I had a hard time to find some more information about short lived processes when I was building Foreman SELinux policy for OpenStack Installer (Staypuft). I wanted to see process name and all the parameters for all possible processes spawned on my system. My plan was to write a SystemTap script, but thank to Mirek Grepl and Steve Grubb I learned much easier trick to do that. This assumes you have auditd daemon installed (RHEL/Fedoras are fine):

auditctl -a exit,always -S execve

Then tail your /var/log/audit/audit.log to see messages. Warning: This can flood your system heavily. You will see some decent content there like:

type=CWD msg=audit(1401202071.000:14728):  cwd="/"
type=PATH msg=audit(1401202071.000:14728): item=0 name="/usr/sbin/ps" nametype=UNKNOWN
type=SYSCALL msg=audit(1401202071.000:14729): arch=c000003e syscall=59 success=yes exit=0 a0=7fe10bbe6369 a1=7fe10bbe7580 a2=7fff0b1d3208 a3=0 items=2 ppid=26400 pid=5161 auid=0 uid=0 gid=0 euid=0 suid=0 fsuid=0 egid=0 sgid=0 fsgid=0 tty=(none) ses=875 comm="ps" exe="/bin/ps" subj=unconfined_u:system_r:passenger_t:s0 key=(null)
type=EXECVE msg=audit(1401202071.000:14729): argc=5 a0="ps" a1="-o" a2="pid,ppid,%cpu,rss,vsize,pgid,command" a3="-p" a4="26974,26817"

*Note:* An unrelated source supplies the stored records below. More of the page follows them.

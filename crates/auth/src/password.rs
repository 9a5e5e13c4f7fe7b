//! Password hashing and verification using Argon2id.

use argon2::password_hash::{rand_core::OsRng, SaltString};
use argon2::{Argon2, PasswordHasher, PasswordVerifier};
use thiserror::Error;

#[derive(Debug, Error)]
pub enum PasswordError {
    #[error("password hashing failed: {0}")]
    Hash(String),

    #[error("stored password hash is malformed: {0}")]
    MalformedHash(String),
}

/// Hash a plaintext password with Argon2id and a random salt.
///
/// Returns the PHC-format hash string stored on the user record.
pub fn hash_password(password: &str) -> Result<String, PasswordError> {
    let salt = SaltString::generate(&mut OsRng);
    let argon2 = Argon2::default();
    argon2
        .hash_password(password.as_bytes(), &salt)
        .map(|h| h.to_string())
        .map_err(|e| PasswordError::Hash(e.to_string()))
}

/// Verify a plaintext password against a stored PHC-format hash.
///
/// Returns `Ok(true)` on match, `Ok(false)` on mismatch, or
/// `Err(PasswordError::MalformedHash)` if the stored hash cannot be parsed.
pub fn verify_password(password: &str, hash: &str) -> Result<bool, PasswordError> {
    let parsed_hash = argon2::PasswordHash::new(hash)
        .map_err(|e| PasswordError::MalformedHash(e.to_string()))?;

    let argon2 = Argon2::default();
    match argon2.verify_password(password.as_bytes(), &parsed_hash) {
        Ok(()) => Ok(true),
        Err(argon2::password_hash::Error::Password) => Ok(false),
        Err(e) => Err(PasswordError::MalformedHash(e.to_string())),
    }
}
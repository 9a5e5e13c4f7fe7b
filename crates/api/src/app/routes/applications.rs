use std::sync::Arc;

use axum::{
    extract::{Extension, Path},
    http::StatusCode,
    response::IntoResponse,
    routing::{get, post, put},
    Json, Router,
};
use chrono::Utc;

use hireboard_applications::{authorize_apply, authorize_review, authorize_view, Application};
use hireboard_auth::Role;
use hireboard_core::{ApplicationId, JobId};
use hireboard_jobs::Job;

use crate::app::services::AppServices;
use crate::app::{dto, errors};
use crate::middleware::AuthState;

pub fn router(auth: AuthState) -> Router {
    Router::new()
        .route("/", get(list_applications).post(create_application))
        .route("/:id", get(get_application))
        .route("/:id/status", put(update_status))
        .route("/:id/notes", post(add_note))
        .route_layer(axum::middleware::from_fn_with_state(
            auth,
            crate::middleware::auth_middleware,
        ))
}

/// Role-filtered listing: admins see everything, candidates their own
/// applications, recruiters the applications to jobs they posted.
pub async fn list_applications(
    Extension(services): Extension<Arc<AppServices>>,
    Extension(ctx): Extension<crate::context::ActorContext>,
) -> axum::response::Response {
    let result = match ctx.role() {
        Role::Admin => services.applications.list(),
        Role::Candidate => services.applications.list_by_candidate(ctx.user_id()),
        Role::Recruiter => services
            .jobs
            .list_by_poster(ctx.user_id())
            .and_then(|jobs| {
                let ids: Vec<JobId> = jobs.iter().map(|j| j.id).collect();
                services.applications.list_for_jobs(&ids)
            }),
    };

    let mut applications = match result {
        Ok(v) => v,
        Err(e) => return errors::store_error_to_response(e),
    };

    applications.sort_by(|a, b| b.applied_at.cmp(&a.applied_at));

    let items: Vec<_> = applications.iter().map(dto::application_to_json).collect();
    (
        StatusCode::OK,
        Json(serde_json::json!({ "count": items.len(), "items": items })),
    )
        .into_response()
}

pub async fn create_application(
    Extension(services): Extension<Arc<AppServices>>,
    Extension(ctx): Extension<crate::context::ActorContext>,
    Json(body): Json<dto::CreateApplicationRequest>,
) -> axum::response::Response {
    if let Err(e) = authorize_apply(&ctx.actor()) {
        return errors::domain_error_to_response(e);
    }

    let job_id: JobId = match body.job.parse() {
        Ok(v) => v,
        Err(_) => return errors::json_error(StatusCode::BAD_REQUEST, "invalid_id", "invalid job id"),
    };

    let job = match services.jobs.get(job_id) {
        Ok(Some(j)) => j,
        Ok(None) => return errors::json_error(StatusCode::NOT_FOUND, "not_found", "job not found"),
        Err(e) => return errors::store_error_to_response(e),
    };

    let already_applied = match services.applications.exists_for(job_id, ctx.user_id()) {
        Ok(v) => v,
        Err(e) => return errors::store_error_to_response(e),
    };

    let application = match Application::submit(
        ctx.user_id(),
        &job,
        already_applied,
        body.resume_link,
        Utc::now(),
    ) {
        Ok(a) => a,
        Err(e) => return errors::domain_error_to_response(e),
    };

    // The store re-checks the (job, candidate) pair under its write lock.
    if let Err(e) = services.applications.insert(application.clone()) {
        return errors::store_error_to_response(e);
    }

    (StatusCode::CREATED, Json(dto::application_to_json(&application))).into_response()
}

pub async fn get_application(
    Extension(services): Extension<Arc<AppServices>>,
    Extension(ctx): Extension<crate::context::ActorContext>,
    Path(id): Path<String>,
) -> axum::response::Response {
    let (application, parent_job) = match resolve(&services, &id) {
        Ok(v) => v,
        Err(resp) => return resp,
    };

    if let Err(e) = authorize_view(&ctx.actor(), &application, parent_job.as_ref()) {
        return errors::domain_error_to_response(e);
    }

    (StatusCode::OK, Json(dto::application_to_json(&application))).into_response()
}

pub async fn update_status(
    Extension(services): Extension<Arc<AppServices>>,
    Extension(ctx): Extension<crate::context::ActorContext>,
    Path(id): Path<String>,
    Json(body): Json<dto::UpdateStatusRequest>,
) -> axum::response::Response {
    let (mut application, parent_job) = match resolve(&services, &id) {
        Ok(v) => v,
        Err(resp) => return resp,
    };

    if let Err(e) = authorize_review(&ctx.actor(), parent_job.as_ref()) {
        return errors::domain_error_to_response(e);
    }

    let status = match errors::parse_application_status(&body.status) {
        Ok(s) => s,
        Err(resp) => return resp,
    };

    application.set_status(status);

    if let Err(e) = services.applications.update(application.clone()) {
        return errors::store_error_to_response(e);
    }

    (StatusCode::OK, Json(dto::application_to_json(&application))).into_response()
}

pub async fn add_note(
    Extension(services): Extension<Arc<AppServices>>,
    Extension(ctx): Extension<crate::context::ActorContext>,
    Path(id): Path<String>,
    Json(body): Json<dto::AddNoteRequest>,
) -> axum::response::Response {
    let (mut application, parent_job) = match resolve(&services, &id) {
        Ok(v) => v,
        Err(resp) => return resp,
    };

    if let Err(e) = authorize_review(&ctx.actor(), parent_job.as_ref()) {
        return errors::domain_error_to_response(e);
    }

    if let Err(e) = application.add_note(body.text, ctx.user_id(), Utc::now()) {
        return errors::domain_error_to_response(e);
    }

    if let Err(e) = services.applications.update(application.clone()) {
        return errors::store_error_to_response(e);
    }

    (StatusCode::OK, Json(dto::application_to_json(&application))).into_response()
}

/// Resolve an application and its parent job. A missing application id is
/// NotFound before any authorization runs; a missing parent job is `None`
/// (the policy then denies recruiters who cannot prove ownership).
fn resolve(
    services: &AppServices,
    id: &str,
) -> Result<(Application, Option<Job>), axum::response::Response> {
    let application_id: ApplicationId = id.parse().map_err(|_| {
        errors::json_error(StatusCode::BAD_REQUEST, "invalid_id", "invalid application id")
    })?;

    let application = match services.applications.get(application_id) {
        Ok(Some(a)) => a,
        Ok(None) => {
            return Err(errors::json_error(
                StatusCode::NOT_FOUND,
                "not_found",
                "application not found",
            ))
        }
        Err(e) => return Err(errors::store_error_to_response(e)),
    };

    let parent_job = match services.jobs.get(application.job) {
        Ok(j) => j,
        Err(e) => return Err(errors::store_error_to_response(e)),
    };

    Ok((application, parent_job))
}
use chrono::{DateTime, Utc};
use serde::{Deserialize, Serialize};
use thiserror::Error;

use hireboard_core::UserId;

use crate::Role;

/// JWT claims model (transport-agnostic).
///
/// This is the minimal set of claims Hireboard expects once a token has been
/// decoded/verified: who the actor is and which global role they carry.
/// Timestamps are Unix seconds so the wire format matches standard JWT
/// `iat`/`exp` handling.
#[derive(Debug, Clone, PartialEq, Eq, Serialize, Deserialize)]
pub struct AuthClaims {
    /// Subject / user identifier.
    pub sub: UserId,

    /// Global role granted to the subject.
    pub role: Role,

    /// Issued-at (Unix timestamp).
    pub iat: i64,

    /// Expiration (Unix timestamp).
    pub exp: i64,
}

impl AuthClaims {
    pub fn issued_at(&self) -> Option<DateTime<Utc>> {
        DateTime::from_timestamp(self.iat, 0)
    }

    pub fn expires_at(&self) -> Option<DateTime<Utc>> {
        DateTime::from_timestamp(self.exp, 0)
    }
}

#[derive(Debug, Error, Clone, PartialEq, Eq)]
pub enum TokenValidationError {
    #[error("token has expired")]
    Expired,

    #[error("token not yet valid (issued in the future)")]
    NotYetValid,

    #[error("invalid token time window (exp <= iat)")]
    InvalidTimeWindow,
}

/// Deterministically validate JWT claims.
///
/// Note: this validates the *claims* only. Signature verification / decoding
/// lives in [`crate::token`].
pub fn validate_claims(claims: &AuthClaims, now: DateTime<Utc>) -> Result<(), TokenValidationError> {
    if claims.exp <= claims.iat {
        return Err(TokenValidationError::InvalidTimeWindow);
    }
    let now = now.timestamp();
    if now < claims.iat {
        return Err(TokenValidationError::NotYetValid);
    }
    if now >= claims.exp {
        return Err(TokenValidationError::Expired);
    }
    Ok(())
}
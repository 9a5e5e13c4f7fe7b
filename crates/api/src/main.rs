#[tokio::main]
async fn main() -> anyhow::Result<()> {
    hireboard_observability::init();

    let jwt_secret = std::env::var("JWT_SECRET").unwrap_or_else(|_| {
        tracing::warn!("JWT_SECRET not set; using insecure dev default");
        "dev-secret".to_string()
    });

    let app = hireboard_api::app::build_app(jwt_secret);

    let listener = tokio::net::TcpListener::bind("0.0.0.0:8080").await?;

    tracing::info!("listening on {}", listener.local_addr()?);

    axum::serve(listener, app).await?;
    Ok(())
}
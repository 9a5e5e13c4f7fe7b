use std::sync::Arc;

use axum::{
    extract::Extension,
    http::StatusCode,
    response::IntoResponse,
    routing::{get, post},
    Json, Router,
};
use chrono::Utc;

use hireboard_auth::{hash_password, verify_password, Hs256JwtValidator, Role};
use hireboard_identity::{validate_password, NewUser, User};

use crate::app::services::AppServices;
use crate::app::{dto, errors};
use crate::middleware::AuthState;

pub fn router(auth: AuthState) -> Router {
    let protected = Router::new()
        .route("/me", get(me))
        .route_layer(axum::middleware::from_fn_with_state(
            auth,
            crate::middleware::auth_middleware,
        ));

    Router::new()
        .route("/register", post(register))
        .route("/login", post(login))
        .merge(protected)
}

pub async fn register(
    Extension(services): Extension<Arc<AppServices>>,
    Extension(jwt): Extension<Arc<Hs256JwtValidator>>,
    Json(body): Json<dto::RegisterRequest>,
) -> axum::response::Response {
    if let Err(e) = validate_password(&body.password) {
        return errors::domain_error_to_response(e);
    }

    let password_hash = match hash_password(&body.password) {
        Ok(h) => h,
        Err(e) => {
            tracing::error!("password hashing failed: {e}");
            return errors::json_error(
                StatusCode::INTERNAL_SERVER_ERROR,
                "hash_error",
                "could not process password",
            );
        }
    };

    let user = match User::register(
        NewUser {
            name: body.name,
            email: body.email,
            password_hash,
            role: body.role.unwrap_or(Role::Candidate),
        },
        Utc::now(),
    ) {
        Ok(u) => u,
        Err(e) => return errors::domain_error_to_response(e),
    };

    if let Err(e) = services.users.insert(user.clone()) {
        return errors::store_error_to_response(e);
    }

    let token = match jwt.issue(user.id, user.role, Utc::now()) {
        Ok(t) => t,
        Err(e) => {
            tracing::error!("token issuance failed: {e}");
            return errors::json_error(
                StatusCode::INTERNAL_SERVER_ERROR,
                "token_error",
                "could not issue token",
            );
        }
    };

    (StatusCode::OK, Json(serde_json::json!({ "token": token }))).into_response()
}

pub async fn login(
    Extension(services): Extension<Arc<AppServices>>,
    Extension(jwt): Extension<Arc<Hs256JwtValidator>>,
    Json(body): Json<dto::LoginRequest>,
) -> axum::response::Response {
    let email = body.email.trim().to_lowercase();

    let user = match services.users.find_by_email(&email) {
        Ok(Some(u)) => u,
        // Same response whether the account exists or the password is wrong.
        Ok(None) => return invalid_credentials(),
        Err(e) => return errors::store_error_to_response(e),
    };

    match verify_password(&body.password, &user.password_hash) {
        Ok(true) => {}
        Ok(false) => return invalid_credentials(),
        Err(e) => {
            tracing::error!("password verification failed: {e}");
            return invalid_credentials();
        }
    }

    let token = match jwt.issue(user.id, user.role, Utc::now()) {
        Ok(t) => t,
        Err(e) => {
            tracing::error!("token issuance failed: {e}");
            return errors::json_error(
                StatusCode::INTERNAL_SERVER_ERROR,
                "token_error",
                "could not issue token",
            );
        }
    };

    (StatusCode::OK, Json(serde_json::json!({ "token": token }))).into_response()
}

pub async fn me(
    Extension(services): Extension<Arc<AppServices>>,
    Extension(ctx): Extension<crate::context::ActorContext>,
) -> axum::response::Response {
    match services.users.get(ctx.user_id()) {
        Ok(Some(user)) => (StatusCode::OK, Json(dto::user_to_json(&user))).into_response(),
        Ok(None) => errors::json_error(StatusCode::NOT_FOUND, "not_found", "user not found"),
        Err(e) => errors::store_error_to_response(e),
    }
}

fn invalid_credentials() -> axum::response::Response {
    errors::json_error(
        StatusCode::BAD_REQUEST,
        "invalid_credentials",
        "invalid credentials",
    )
}
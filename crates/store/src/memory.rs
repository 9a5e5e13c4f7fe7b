use std::collections::HashMap;
use std::sync::RwLock;

use hireboard_applications::Application;
use hireboard_companies::Company;
use hireboard_core::{ApplicationId, CompanyId, JobId, UserId};
use hireboard_identity::User;
use hireboard_jobs::Job;

use crate::error::{StoreError, StoreResult};
use crate::repository::{ApplicationStore, CompanyStore, JobStore, UserStore};

/// In-memory document store.
///
/// One `RwLock`ed map per entity. Uniqueness checks run under the write lock,
/// so two racing inserts for the same email/name/(job, candidate) pair cannot
/// both succeed. Intended for tests/dev and as the reference implementation
/// of the repository traits.
#[derive(Debug, Default)]
pub struct MemoryStore {
    users: RwLock<HashMap<UserId, User>>,
    companies: RwLock<HashMap<CompanyId, Company>>,
    jobs: RwLock<HashMap<JobId, Job>>,
    applications: RwLock<HashMap<ApplicationId, Application>>,
}

impl MemoryStore {
    pub fn new() -> Self {
        Self::default()
    }
}

fn read<T>(lock: &RwLock<T>) -> StoreResult<std::sync::RwLockReadGuard<'_, T>> {
    lock.read().map_err(|_| StoreError::Poisoned)
}

fn write<T>(lock: &RwLock<T>) -> StoreResult<std::sync::RwLockWriteGuard<'_, T>> {
    lock.write().map_err(|_| StoreError::Poisoned)
}

impl UserStore for MemoryStore {
    fn insert(&self, user: User) -> StoreResult<()> {
        let mut users = write(&self.users)?;
        if users.values().any(|u| u.email == user.email) {
            return Err(StoreError::duplicate("user", user.email));
        }
        users.insert(user.id, user);
        Ok(())
    }

    fn get(&self, id: UserId) -> StoreResult<Option<User>> {
        Ok(read(&self.users)?.get(&id).cloned())
    }

    fn find_by_email(&self, email: &str) -> StoreResult<Option<User>> {
        Ok(read(&self.users)?
            .values()
            .find(|u| u.email == email)
            .cloned())
    }
}

impl CompanyStore for MemoryStore {
    fn insert(&self, company: Company) -> StoreResult<()> {
        let mut companies = write(&self.companies)?;
        // Exact, case-sensitive match.
        if companies.values().any(|c| c.name == company.name) {
            return Err(StoreError::duplicate("company", company.name));
        }
        companies.insert(company.id, company);
        Ok(())
    }

    fn get(&self, id: CompanyId) -> StoreResult<Option<Company>> {
        Ok(read(&self.companies)?.get(&id).cloned())
    }

    fn update(&self, company: Company) -> StoreResult<()> {
        let mut companies = write(&self.companies)?;
        if !companies.contains_key(&company.id) {
            return Err(StoreError::NotFound("company"));
        }
        companies.insert(company.id, company);
        Ok(())
    }

    fn list(&self) -> StoreResult<Vec<Company>> {
        Ok(read(&self.companies)?.values().cloned().collect())
    }
}

impl JobStore for MemoryStore {
    fn insert(&self, job: Job) -> StoreResult<()> {
        write(&self.jobs)?.insert(job.id, job);
        Ok(())
    }

    fn get(&self, id: JobId) -> StoreResult<Option<Job>> {
        Ok(read(&self.jobs)?.get(&id).cloned())
    }

    fn update(&self, job: Job) -> StoreResult<()> {
        let mut jobs = write(&self.jobs)?;
        if !jobs.contains_key(&job.id) {
            return Err(StoreError::NotFound("job"));
        }
        jobs.insert(job.id, job);
        Ok(())
    }

    fn delete(&self, id: JobId) -> StoreResult<()> {
        write(&self.jobs)?
            .remove(&id)
            .map(|_| ())
            .ok_or(StoreError::NotFound("job"))
    }

    fn list(&self) -> StoreResult<Vec<Job>> {
        Ok(read(&self.jobs)?.values().cloned().collect())
    }

    fn list_by_poster(&self, poster: UserId) -> StoreResult<Vec<Job>> {
        Ok(read(&self.jobs)?
            .values()
            .filter(|j| j.posted_by == poster)
            .cloned()
            .collect())
    }

    fn list_by_company(&self, company: CompanyId) -> StoreResult<Vec<Job>> {
        Ok(read(&self.jobs)?
            .values()
            .filter(|j| j.company == company)
            .cloned()
            .collect())
    }
}

impl ApplicationStore for MemoryStore {
    fn insert(&self, application: Application) -> StoreResult<()> {
        let mut applications = write(&self.applications)?;
        if applications
            .values()
            .any(|a| a.job == application.job && a.candidate == application.candidate)
        {
            return Err(StoreError::duplicate(
                "application",
                format!("candidate {} already applied", application.candidate),
            ));
        }
        applications.insert(application.id, application);
        Ok(())
    }

    fn get(&self, id: ApplicationId) -> StoreResult<Option<Application>> {
        Ok(read(&self.applications)?.get(&id).cloned())
    }

    fn update(&self, application: Application) -> StoreResult<()> {
        let mut applications = write(&self.applications)?;
        if !applications.contains_key(&application.id) {
            return Err(StoreError::NotFound("application"));
        }
        applications.insert(application.id, application);
        Ok(())
    }

    fn list(&self) -> StoreResult<Vec<Application>> {
        Ok(read(&self.applications)?.values().cloned().collect())
    }

    fn list_by_candidate(&self, candidate: UserId) -> StoreResult<Vec<Application>> {
        Ok(read(&self.applications)?
            .values()
            .filter(|a| a.candidate == candidate)
            .cloned()
            .collect())
    }

    fn list_by_job(&self, job: JobId) -> StoreResult<Vec<Application>> {
        Ok(read(&self.applications)?
            .values()
            .filter(|a| a.job == job)
            .cloned()
            .collect())
    }

    fn list_for_jobs(&self, jobs: &[JobId]) -> StoreResult<Vec<Application>> {
        Ok(read(&self.applications)?
            .values()
            .filter(|a| jobs.contains(&a.job))
            .cloned()
            .collect())
    }

    fn exists_for(&self, job: JobId, candidate: UserId) -> StoreResult<bool> {
        Ok(read(&self.applications)?
            .values()
            .any(|a| a.job == job && a.candidate == candidate))
    }
}
//! Shared tracing/logging setup for the service.

/// Initialize process-wide observability (tracing/logging).
///
/// Safe to call multiple times; subsequent calls become no-ops.
pub fn init() {
    tracing::init();
}

/// Tracing configuration (filters, layers).
pub mod tracing;
//! Unreduced diagrams as lists of arcs.
//!
//! Top-down sweeps output their result as an [`ArcFile`], which the reduction then consumes
//! bottom-up. Arcs to internal nodes are kept sorted by their target, so reading them back-to-front
//! visits the targets from the bottom up. Arcs to terminals are split in two lists: those written
//! in ascending order of their source, and those that were not. The latter are sorted when the
//! [`ArcWriter`] is dropped, and the [`ArcReader`] merges both lists on the fly.

use crate::arc::Arc;
use crate::level_info::LevelInfo;
use crate::node_file::NodeFile;
use crate::ptr::Ptr;
use crate::cut::CutType;

#[derive(Debug, Clone, Default)]
pub struct ArcFile {
    internal: Vec<Arc>,
    terminals_in_order: Vec<Arc>,
    terminals_out_of_order: Vec<Arc>,
    levels: Vec<LevelInfo>,
    /// Upper bound on the number of arcs crossing any level.
    pub max_1level_cut: usize,
    /// Number of arcs to the `false` and the `true` terminal.
    pub number_of_terminals: [usize; 2],
}

impl ArcFile {
    pub fn new() -> Self {
        Self::default()
    }

    /// Arcs to internal nodes, sorted by their target.
    pub fn internal_arcs(&self) -> &[Arc] {
        &self.internal
    }

    /// Level information, top-down.
    pub fn levels(&self) -> &[LevelInfo] {
        &self.levels
    }

    pub fn number_of_internal_arcs(&self) -> usize {
        self.internal.len()
    }

    pub fn number_of_terminal_arcs(&self) -> usize {
        self.terminals_in_order.len() + self.terminals_out_of_order.len()
    }

    pub fn is_empty(&self) -> bool {
        self.internal.is_empty() && self.number_of_terminal_arcs() == 0
    }

    pub(crate) fn reader(&self) -> ArcReader<'_> {
        ArcReader {
            file: self,
            internal_left: self.internal.len(),
            in_order_left: self.terminals_in_order.len(),
            out_of_order_left: self.terminals_out_of_order.len(),
            unread_terminals: self.number_of_terminals,
        }
    }
}

impl From<&NodeFile> for ArcFile {
    /// Re-expresses a reduced diagram as its arcs.
    fn from(file: &NodeFile) -> Self {
        assert!(!file.is_terminal(), "A terminal has no arcs");

        let mut arcs = ArcFile::new();
        {
            let mut writer = ArcWriter::new(&mut arcs);
            for li in file.levels_top_down() {
                writer.push_level(*li);
            }
            for n in file.nodes_top_down() {
                writer.push(Arc::new(n.uid, false, n.low));
                writer.push(Arc::new(n.uid, true, n.high));
            }
        }
        arcs.max_1level_cut = file.max_1level_cut[CutType::Internal];
        arcs
    }
}

/// Exclusive writer for an [`ArcFile`].
pub struct ArcWriter<'a> {
    file: &'a mut ArcFile,
    latest_terminal_source: Option<Ptr>,
    finished: bool,
}

impl<'a> ArcWriter<'a> {
    pub fn new(file: &'a mut ArcFile) -> Self {
        debug_assert!(file.is_empty(), "Can only write to an empty file");
        Self {
            file,
            latest_terminal_source: None,
            finished: false,
        }
    }

    pub fn push(&mut self, arc: Arc) {
        debug_assert!(!arc.target.is_nil(), "Should not push an arc to nil");
        if arc.target.is_node() {
            self.push_internal(arc);
        } else {
            self.push_terminal(arc);
        }
    }

    pub fn push_internal(&mut self, arc: Arc) {
        debug_assert!(arc.target.is_node());
        debug_assert!(!arc.source.is_nil());
        self.file.internal.push(arc);
    }

    pub fn push_terminal(&mut self, arc: Arc) {
        debug_assert!(arc.target.is_terminal());
        debug_assert!(!arc.source.is_nil());

        let in_order = self.latest_terminal_source.map_or(true, |s| arc.source > s);
        if in_order {
            self.latest_terminal_source = Some(arc.source);
            self.file.terminals_in_order.push(arc);
        } else {
            self.file.terminals_out_of_order.push(arc);
        }
        self.file.number_of_terminals[arc.target.value() as usize] += 1;
    }

    /// Adds the (unreduced) width of a level. Levels are pushed top-down.
    pub fn push_level(&mut self, li: LevelInfo) {
        debug_assert!(
            self.file.levels.last().map_or(true, |l| l.level < li.level),
            "Levels must be pushed top-down"
        );
        self.file.levels.push(li);
    }

    pub fn set_max_1level_cut(&mut self, cut: usize) {
        self.file.max_1level_cut = cut;
    }

    /// Finalizes the file. Equivalent to dropping the writer.
    pub fn finish(self) {}

    fn detach(&mut self) {
        if self.finished {
            return;
        }
        self.finished = true;
        self.file.internal.sort_by_key(|a| a.target);
        self.file.terminals_out_of_order.sort_by_key(|a| a.source);
    }
}

impl Drop for ArcWriter<'_> {
    fn drop(&mut self) {
        self.detach();
    }
}

/// Reads an [`ArcFile`] bottom-up.
pub(crate) struct ArcReader<'a> {
    file: &'a ArcFile,
    internal_left: usize,
    in_order_left: usize,
    out_of_order_left: usize,
    unread_terminals: [usize; 2],
}

impl ArcReader<'_> {
    pub fn can_pull_internal(&self) -> bool {
        self.internal_left > 0
    }

    pub fn peek_internal(&self) -> Arc {
        self.file.internal[self.internal_left - 1]
    }

    pub fn pull_internal(&mut self) -> Arc {
        let a = self.peek_internal();
        self.internal_left -= 1;
        a
    }

    pub fn can_pull_terminal(&self) -> bool {
        self.unread_terminals[0] + self.unread_terminals[1] > 0
    }

    pub fn unread_terminals(&self, value: bool) -> usize {
        self.unread_terminals[value as usize]
    }

    /// Whether the next terminal arc comes from the in-order list.
    fn take_in_order(&self) -> bool {
        match (self.in_order_left > 0, self.out_of_order_left > 0) {
            (a, b) if a != b => a,
            _ => {
                let in_order = self.file.terminals_in_order[self.in_order_left - 1].source;
                let out_of_order = self.file.terminals_out_of_order[self.out_of_order_left - 1].source;
                in_order > out_of_order
            }
        }
    }

    pub fn peek_terminal(&self) -> Arc {
        if self.take_in_order() {
            self.file.terminals_in_order[self.in_order_left - 1]
        } else {
            self.file.terminals_out_of_order[self.out_of_order_left - 1]
        }
    }

    pub fn pull_terminal(&mut self) -> Arc {
        let a = if self.take_in_order() {
            self.in_order_left -= 1;
            self.file.terminals_in_order[self.in_order_left]
        } else {
            self.out_of_order_left -= 1;
            self.file.terminals_out_of_order[self.out_of_order_left]
        };
        let value = a.target.value() as usize;
        debug_assert!(self.unread_terminals[value] > 0, "Terminal counter should not be zero");
        self.unread_terminals[value] -= 1;
        a
    }
}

I was able to tell that mod_passenger is spawning /bin/ps every few seconds. This is very useful when tracking down some processes with long puppet runs. To turn the audit rule down, replace -a option with -d:

auditctl -d exit,always -S execve

You can filter out audit logs, see auditctl manual page. For example I was interested in processes running in passenger_t SELinux domain:

auditctl -a exit,always -S execve -F subj_type=passenger_t

To add rules permanently, edit /etc/audit/audit.rules file and restart auditd daemon.